Dans le même temps, les conséquences de l’implication en Syrie du gouvernement de « l’illusion ottomane » commencent à apparaître à l’intérieur même de la Turquie ces deux dernières semaines :
 Les propos confessionnels de Recep Tayyeb Erdogan, qui multiplie les déclarations sur la « guerre civile » en Syrie, menacent la stabilité en Turquie même, où des voix s’élèvent pour dénoncer les dérives sectaires du Premier ministre.
 Par ses maladresses, Erdogan a ouvert la boite à Pandore des Kurdes. La guérilla kurde, qui s’était presque éteinte, reprend vigoureusement dans le Sud-est de la Turquie.
 La Turquie, qui tirait profit des accords économiques avec la Syrie, voit sa porte vers l’hinterland arabe fermée hermétiquement. Les pertes essuyées par les commerçants et les industriels turcs se chiffrent en milliards de dollars.
Dans un tel contexte, les projets de zone tampon ou de passages sécurisés en Syrie se transforment en mirage, surtout que la Syrie a clairement annoncé, par la bouche de la conseillère présidentielle en visite à Pékin, qu’elle considérerait de tels arrangements comme des actes de guerre et qu’elle défendrait sa souveraineté nationale avec toute la force dont elle dispose. Les stratèges états-uniens craignent que de la mise en œuvre de tels projets ne provoquent une grande guerre régionale qui mettrait en danger l’existence même d’Israël.
Le quotidien britannique The Guardian a rapporte l’échec des concertations américano-turques, qui ne sont pas parvenues à une vision commune autour de la zone tampon. Selon le journal, les États-uniens auraient transmis une mise en garde aux Turcs et auraient clairement exprimé leur refus d’imposer par la force, et en dehors du cadre des Nations unies, des régions sécurisées en Syrie.
Impliqués jusqu’au cou dans la guerre contre la Syrie, les États-Unis, la Turquie et les pétromonarchies du Golfe, voient leurs marges de manœuvres de plus en plus réduites, surtout qu’ils ont épuisé presque tout ce que leur imagination est capable de produire pour nuire à la Syrie.
Les dernières gesticulations de cette coalition ne sont que les ultimes tentatives pour sauver de l’effondrement un complot qui a nécessité des efforts colossaux et des investissements considérables. Mais les indices du fiasco inéluctables ne trompent pas, même s’il faudra encore quelques mois avant que les comploteurs n’admettent ouvertement leur défaite.

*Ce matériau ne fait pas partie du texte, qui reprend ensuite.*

// crates/roast-suites/src/containers.rs
// ============================================================================
// Module: Containers Suite
// Description: Positive-path checks for key manager containers.
// Purpose: Create, fetch, list, and delete generic and RSA containers.
// Dependencies: roast-clients, roast-core
// ============================================================================

//! ## Overview
//! Every case creates its own secrets and containers through
//! [`ContainerBehaviors`], which registers them in the case registry; the
//! lifecycle manager deletes them after the case finishes. The fixture holds
//! only the client.
//!
//! The three creation cases are blocked on launchpad issue 1344365 and are
//! skipped unless the issue is listed as resolved.

// ============================================================================
// SECTION: Imports
// ============================================================================

use roast_clients::ApiResponse;
use roast_clients::ContainerBehaviors;
use roast_clients::KeyManagerClient;
use roast_clients::key_manager::ContainerRef;
use roast_clients::key_manager::GENERIC_CONTAINER;
use roast_clients::key_manager::RSA_CONTAINER;
use roast_config::RoastConfig;
use roast_core::CaseContext;
use roast_core::CaseFailure;
use roast_core::CaseResult;
use roast_core::Expect;
use roast_core::Fixture;
use roast_core::ResourceRegistry;
use roast_core::SetupFailure;
use roast_core::TestCase;
use roast_core::TestClass;

use crate::support::client_for;
use crate::support::missing_section;
use crate::support::require_section;

// ============================================================================
// SECTION: Constants
// ============================================================================

/// Registered class name.
pub const CLASS_NAME: &str = "containers";
/// Containers created before listing.
const LIST_CREATE_COUNT: usize = 11;
/// Page size requested when listing.
const LIST_LIMIT: usize = 10;
/// Open issue blocking container creation checks.
const CREATE_ISSUE: (&str, &str) = ("launchpad", "1344365");
/// Secret roles of an RSA container.
const RSA_ROLES: [&str; 3] = ["private_key", "public_key", "private_key_passphrase"];

// ============================================================================
// SECTION: Fixture
// ============================================================================

/// Key manager clients shared by the containers class.
#[derive(Debug)]
pub struct ContainerFixture {
    /// Container and secret behaviors.
    behaviors: ContainerBehaviors,
}

impl ContainerFixture {
    /// Returns the raw client.
    fn client(&self) -> &KeyManagerClient {
        self.behaviors.client()
    }
}

impl Fixture for ContainerFixture {
    type Config = RoastConfig;

    fn set_up(
        config: &RoastConfig,
        _resources: &mut ResourceRegistry,
    ) -> Result<Self, SetupFailure> {
        let section = require_section(config.key_manager.as_ref(), "key_manager")?;
        let rest = client_for(config, &section.endpoint, None)?;
        Ok(Self {
            behaviors: ContainerBehaviors::new(KeyManagerClient::new(rest)),
        })
    }
}

// ============================================================================
// SECTION: Class
// ============================================================================

/// Builds the containers class.
#[must_use]
pub fn class() -> TestClass<ContainerFixture> {
    let (tracker, issue) = CREATE_ISSUE;
    TestClass::new(CLASS_NAME)
        .unsupported_when(|config: &RoastConfig| {
            config.key_manager.is_none().then(|| missing_section("key_manager"))
        })
        .case(
            TestCase::new("create_empty_generic_container", create_empty_generic_container)
                .tag("type", "positive")
                .skip_open_issue(tracker, issue)
                .summary("Creates a generic container with no secret refs."),
        )
        .case(
            TestCase::new("create_generic_container", create_generic_container)
                .tag("type", "positive")
                .skip_open_issue(tracker, issue)
                .summary("Creates a generic container with one secret ref."),
        )
        .case(
            TestCase::new("create_rsa_container", create_rsa_container)
                .tag("type", "positive")
                .skip_open_issue(tracker, issue)
                .summary("Creates an RSA container from key and passphrase secrets."),
        )
        .case(
            TestCase::new("get_generic_container", get_generic_container)
                .tag("type", "positive")
                .summary("Fetches a generic container holding one secret."),
        )
        .case(
            TestCase::new("get_rsa_container", get_rsa_container)
                .tag("type", "positive")
                .summary("Fetches an RSA container and its three secret refs."),
        )
        .case(
            TestCase::new("list_containers", list_containers)
                .tag("type", "positive")
                .summary("Lists containers with a page limit."),
        )
        .case(
            TestCase::new("delete_container", delete_container)
                .tag("type", "positive")
                .summary("Deletes a container holding one secret."),
        )
}

// ============================================================================
// SECTION: Cases
// ============================================================================

/// Creates an empty generic container and checks it round-trips.
fn create_empty_generic_container(fixture: &ContainerFixture, ctx: &mut CaseContext) -> CaseResult {
    let response = fixture.behaviors.create_container(
        ctx.resources(),
        "empty_container",
        GENERIC_CONTAINER,
        Vec::new(),
    )?;
    let container_ref = check_created(&response)?;
    let fetched = fixture.client().get_container(&container_ref)?;
    let expect = Expect::on(&fetched.exchange);
    expect.status(200)?;
    let container = expect.present("container entity", fetched.entity.as_ref())?;
    expect.equals("container type", GENERIC_CONTAINER, container.container_type.as_str())?;
    expect.len_eq("secret refs", 0, &container.secret_refs)?;
    Ok(())
}

/// Creates a generic container referencing one secret.
fn create_generic_container(fixture: &ContainerFixture, ctx: &mut CaseContext) -> CaseResult {
    let (_, response) =
        fixture.behaviors.create_container_with_secret(ctx.resources(), "container", "secret")?;
    check_created(&response)?;
    Ok(())
}

/// Creates an RSA container from three fresh secrets.
fn create_rsa_container(fixture: &ContainerFixture, ctx: &mut CaseContext) -> CaseResult {
    let response = rsa_container_from_new_secrets(fixture, ctx)?.1;
    check_created(&response)?;
    Ok(())
}

/// Fetches a generic container and checks its fields and secret ref.
fn get_generic_container(fixture: &ContainerFixture, ctx: &mut CaseContext) -> CaseResult {
    let (secret_ref, created) = fixture.behaviors.create_container_with_secret(
        ctx.resources(),
        "test_container",
        "test_secret",
    )?;
    let container_ref = created.require("create container", 201)?.container_ref;

    let fetched = fixture.client().get_container(&container_ref)?;
    let expect = Expect::on(&fetched.exchange);
    expect.status(200)?;
    let container = expect.present("container entity", fetched.entity.as_ref())?;
    expect.equals("name", "test_container", container.name.as_deref().unwrap_or_default())?;
    expect.equals("container ref", container_ref.as_str(), container.container_ref.as_str())?;
    expect.equals("container type", GENERIC_CONTAINER, container.container_type.as_str())?;

    expect.len_eq("secret refs", 1, &container.secret_refs)?;
    let returned = expect.present("secret ref", container.secret_refs.first())?;
    expect.equals("secret name", "test_secret", returned.name.as_str())?;
    expect.equals("secret ref", secret_ref.as_str(), returned.secret_ref.as_str())?;
    Ok(())
}

/// Fetches an RSA container and checks its three secret refs.
fn get_rsa_container(fixture: &ContainerFixture, ctx: &mut CaseContext) -> CaseResult {
    let (secret_refs, created) = rsa_container_from_new_secrets(fixture, ctx)?;
    let container_ref = created.require("create container", 201)?.container_ref;

    let fetched = fixture.client().get_container(&container_ref)?;
    let expect = Expect::on(&fetched.exchange);
    expect.status(200)?;
    let container = expect.present("container entity", fetched.entity.as_ref())?;
    expect.equals("name", "rsa_container", container.name.as_deref().unwrap_or_default())?;
    expect.equals("container ref", container_ref.as_str(), container.container_ref.as_str())?;
    expect.equals("container type", RSA_CONTAINER, container.container_type.as_str())?;

    expect.len_eq("secret refs", RSA_ROLES.len(), &container.secret_refs)?;
    let returned_refs =
        container.secret_refs.iter().map(|secret| secret.secret_ref.clone()).collect::<Vec<_>>();
    expect.same_members("secret ref urls", &secret_refs, &returned_refs)?;
    let names = container.secret_refs.iter().map(|secret| secret.name.clone()).collect::<Vec<_>>();
    for role in RSA_ROLES {
        expect.contains("secret ref names", &names, role)?;
    }
    Ok(())
}

/// Creates more containers than one page holds and lists a single page.
fn list_containers(fixture: &ContainerFixture, ctx: &mut CaseContext) -> CaseResult {
    for index in 0 .. LIST_CREATE_COUNT {
        fixture.behaviors.create_container(
            ctx.resources(),
            &format!("container{index}"),
            GENERIC_CONTAINER,
            Vec::new(),
        )?;
    }
    let response = fixture.client().list_containers(LIST_LIMIT, 0)?;
    let expect = Expect::on(&response.exchange);
    expect.status(200)?;
    let page = expect.present("container page", response.entity.as_ref())?;
    expect.len_eq("containers", LIST_LIMIT, &page.containers)?;
    Ok(())
}

/// Deletes a freshly created container.
fn delete_container(fixture: &ContainerFixture, ctx: &mut CaseContext) -> CaseResult {
    let (_, created) = fixture.behaviors.create_container_with_secret(
        ctx.resources(),
        "container",
        "secret",
    )?;
    let container_ref = created.require("create container", 201)?.container_ref;
    let deleted = fixture.behaviors.delete_container(&container_ref)?;
    Expect::on(&deleted.exchange).status(204)?;
    Ok(())
}

// ============================================================================
// SECTION: Helpers
// ============================================================================

/// Checks a creation response and returns the new container reference.
fn check_created(response: &ApiResponse<ContainerRef>) -> Result<String, CaseFailure> {
    let expect = Expect::on(&response.exchange);
    expect.status(201)?;
    let created = expect.present("container ref", response.entity.as_ref())?;
    expect.holds(
        "container ref",
        !created.container_ref.is_empty(),
        "creation must return a container reference",
    )?;
    Ok(created.container_ref.clone())
}

/// Creates three secrets and an RSA container over them.
fn rsa_container_from_new_secrets(
    fixture: &ContainerFixture,
    ctx: &mut CaseContext,
) -> Result<(Vec<String>, ApiResponse<ContainerRef>), CaseFailure> {
    let secret_refs = fixture.behaviors.create_n_secrets(ctx.resources(), RSA_ROLES.len())?;
    let [private_key, public_key, passphrase] = secret_refs.as_slice() else {
        return Err(CaseFailure::error("secret creation returned the wrong number of refs"));
    };
    let response = fixture.behaviors.create_rsa_container(
        ctx.resources(),
        "rsa_container",
        private_key,
        public_key,
        passphrase,
    )?;
    Ok((secret_refs, response))
}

Déclarations et prises de positions

Nabih Berry, président du Parlement libanais
« Qui est la partie qui veut au Liban tout ce mal ? Qui couvre ce qui se passe ? L’absence de toute responsabilité politique et de tout rôle des autorités, partis et forces politiques face aux événements, est inacceptable. Est-ce un partage des rôles, des rues et des régions, dans un pays trop petit pour être divisé ? La patrie se serait-elle transformée en parcelle livrée aux communautés et aux catégories qui s’entrecroisent ? Ne savons-nous pas que ceux qui ont enlevé nos fils sur le chemin de retour, ou à Damas, veulent en réalité kidnapper le Liban ? Si chacun veut s’approprier le Liban, où se trouve alors notre espace, notre place en tant que Libanais ? Ou alors sommes-nous en train de composer à notre mesure une nouvelle Loya Jirga. L’État reste, en dépit de ses défaillances, la seule entité capable de chapeauter toutes les parties. À quoi cela servirait-il, dans un instant de folie, de transformer le pays en asile, offrant un spectacle de coexistence par le feu des armes ? C’est là un appel à la raison... non à la Loya Jirga. »

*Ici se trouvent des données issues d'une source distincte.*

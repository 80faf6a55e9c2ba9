// crates/roast-config/src/env/tests.rs
// ============================================================================
// Module: Environment Override Tests
// Description: Unit tests for environment value parsing.
// Purpose: Validate timeout parsing and variable naming.
// Dependencies: roast-config
// ============================================================================

//! ## Overview
//! Exercises the pure parsing helpers; the process environment is never
//! mutated here.

#![allow(
    clippy::unwrap_used,
    clippy::expect_used,
    clippy::panic,
    reason = "Test-only assertions use unwrap/expect for clarity."
)]

use std::time::Duration;

use super::RoastEnv;
use super::parse_timeout_seconds;
use super::read_env_strict;

#[test]
fn timeout_parses_positive_seconds() {
    assert_eq!(parse_timeout_seconds("T", " 30 ").unwrap(), Duration::from_secs(30));
}

#[test]
fn timeout_rejects_zero_and_garbage() {
    assert!(parse_timeout_seconds("T", "0").unwrap_err().contains("greater than zero"));
    assert!(parse_timeout_seconds("T", "soon").unwrap_err().contains("positive integer"));
    assert!(parse_timeout_seconds("T", "-5").is_err());
}

#[test]
fn variable_names_are_stable() {
    assert_eq!(RoastEnv::Config.as_str(), "ROAST_CONFIG");
    assert_eq!(RoastEnv::AuthToken.as_str(), "ROAST_AUTH_TOKEN");
    assert_eq!(RoastEnv::TimeoutSeconds.as_str(), "ROAST_TIMEOUT_SEC");
    assert_eq!(RoastEnv::ReportDir.as_str(), "ROAST_REPORT_DIR");
    assert_eq!(RoastEnv::Log.as_str(), "ROAST_LOG");
}

#[test]
fn unset_variable_reads_as_none() {
    assert_eq!(read_env_strict("ROAST_TEST_VARIABLE_THAT_IS_NEVER_SET").unwrap(), None);
}
impl HttpConfig {
    /// Returns the request timeout.
    #[must_use]
    pub const fn timeout(&self) -> Duration {
        Duration::from_secs(self.timeout_secs)
    }

    /// Validates transport limits.
    fn validate(&self) -> Result<(), ConfigError> {
        if self.timeout_secs == 0 || self.timeout_secs > MAX_TIMEOUT_SECS {
            return Err(ConfigError::Invalid(format!(
                "http.timeout_secs must be between 1 and {MAX_TIMEOUT_SECS}"
            )));
        }
        if !(MIN_RESPONSE_BYTES ..= MAX_RESPONSE_BYTES).contains(&self.max_response_bytes) {
            return Err(ConfigError::Invalid(format!(
                "http.max_response_bytes must be between {MIN_RESPONSE_BYTES} and \
                 {MAX_RESPONSE_BYTES}"
            )));
        }
        Ok(())
    }
}

/// Serde default for `http.timeout_secs`.
const fn default_timeout_secs() -> u64 {
    DEFAULT_TIMEOUT_SECS
}

/// Serde default for `http.max_response_bytes`.
const fn default_max_response_bytes() -> usize {
    DEFAULT_MAX_RESPONSE_BYTES
}

// ============================================================================
// SECTION: Auth
// ============================================================================

/// Credentials shared by all service clients.
#[derive(Debug, Clone, Default, PartialEq, Eq, Deserialize)]
#[serde(deny_unknown_fields)]
pub struct AuthConfig {
    /// Token sent as `X-Auth-Token`.
    #[serde(default)]
    pub token: Option<Secret>,
    /// Project sent as `X-Project-Id`.
    #[serde(default)]
    pub project_id: Option<String>,
}

impl AuthConfig {
    /// Validates credential fields.
    fn validate(&self) -> Result<(), ConfigError> {
        if let Some(token) = &self.token {
            validate_header_value("auth.token", token.expose())?;
        }
        if let Some(project) = &self.project_id {
            validate_header_value("auth.project_id", project)?;
        }
        Ok(())
    }
}

// ============================================================================
// SECTION: Services
// ============================================================================

/// Key manager (secrets and containers) settings.
#[derive(Debug, Clone, PartialEq, Eq, Deserialize)]
#[serde(deny_unknown_fields)]
pub struct KeyManagerConfig {
    /// Base URL, for example `http://barbican:9311`.
    pub endpoint: String,
}

impl KeyManagerConfig {
    /// Validates the endpoint.
    fn validate(&self) -> Result<(), ConfigError> {
        validate_endpoint("key_manager.endpoint", &self.endpoint)
    }
}

/// Compute hypervisor families.
#[derive(Debug, Clone, Copy, Default, PartialEq, Eq, Deserialize)]
#[serde(rename_all = "snake_case")]
pub enum Hypervisor {
    /// KVM through libvirt.
    #[default]
    Kvm,
    /// QEMU through libvirt.
    Qemu,
    /// Xen server.
    XenServer,
    /// VMware vCenter.
    Vmware,
    /// Hyper-V.
    HyperV,
    /// Bare metal provisioning.
    Ironic,
    /// LXC containers through libvirt.
    LxcLibvirt,
}

impl Hypervisor {
    /// Returns the configuration spelling.
    #[must_use]
    pub const fn as_str(self) -> &'static str {
        match self {
            Self::Kvm => "kvm",
            Self::Qemu => "qemu",
            Self::XenServer => "xen_server",
            Self::Vmware => "vmware",
            Self::HyperV => "hyper_v",
            Self::Ironic => "ironic",
            Self::LxcLibvirt => "lxc_libvirt",
        }
    }

    /// Returns true when servers on this hypervisor can be rescued.
    #[must_use]
    pub const fn supports_rescue(self) -> bool {
        !matches!(self, Self::Ironic | Self::LxcLibvirt)
    }
}

impl fmt::Display for Hypervisor {
    fn fmt(&self, f: &mut fmt::Formatter<'_>) -> fmt::Result {
        f.write_str(self.as_str())
    }
}

/// Compute service settings.
#[derive(Debug, Clone, PartialEq, Eq, Deserialize)]
#[serde(deny_unknown_fields)]
pub struct ComputeConfig {
    /// Base URL of the tenant compute API.
    pub endpoint: String,
    /// Base URL of the admin compute API; defaults to `endpoint`.
    #[serde(default)]
    pub admin_endpoint: Option<String>,
    /// Admin token; defaults to `auth.token`.
    #[serde(default)]
    pub admin_token: Option<Secret>,
    /// Image used to boot servers.
    pub image_ref: String,
    /// Flavor used to boot servers.
    pub flavor_ref: String,
    /// Hypervisor backing the deployment.
    #[serde(default)]
    pub hypervisor: Hypervisor,
    /// Maximum time to wait for a server status.
    #[serde(default = "default_build_timeout_secs")]
    pub build_timeout_secs: u64,
    /// Interval between status polls.
    #[serde(default = "default_poll_interval_ms")]
    pub poll_interval_ms: u64,
}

Michel Aoun, leader du Courant patriotique libre (Allié du Hezbollah)
« Les incidents qui se produisent dans certaines régions libanaises resteront confinés à ces régions. Cela est dû au fait que le camp politique auquel appartient le CPL s’est montré capable de circonscrire ces incidents et d’y mettre un terme lorsque le besoin s’en ressent. Toutefois, le Liban est en danger. Mais ce danger vient davantage de l’extérieur que de l’intérieur, car les protagonistes qui veulent la guerre à l’intérieur ne sont pas capables de l’allumer, alors que les parties qui en sont capables ne la veulent pas. Le Liban est influencé par les événements qui se déroulent dans les pays qui l’entourent, et en particulier la Syrie, du fait de leurs intérêts communs et des liens qui les unissent. C’est pour cela que le CPL a décidé d’établir les meilleures relations possibles avec la Syrie, mais de façon équilibrée. Néanmoins, nous avons laissé les questions politiques prendre leur cours normal, c’est-à-dire par le biais de l’État libanais, parce que le CPL n’entend pas entretenir des relations secrètes ou parallèle avec une quelconque partie extérieure. »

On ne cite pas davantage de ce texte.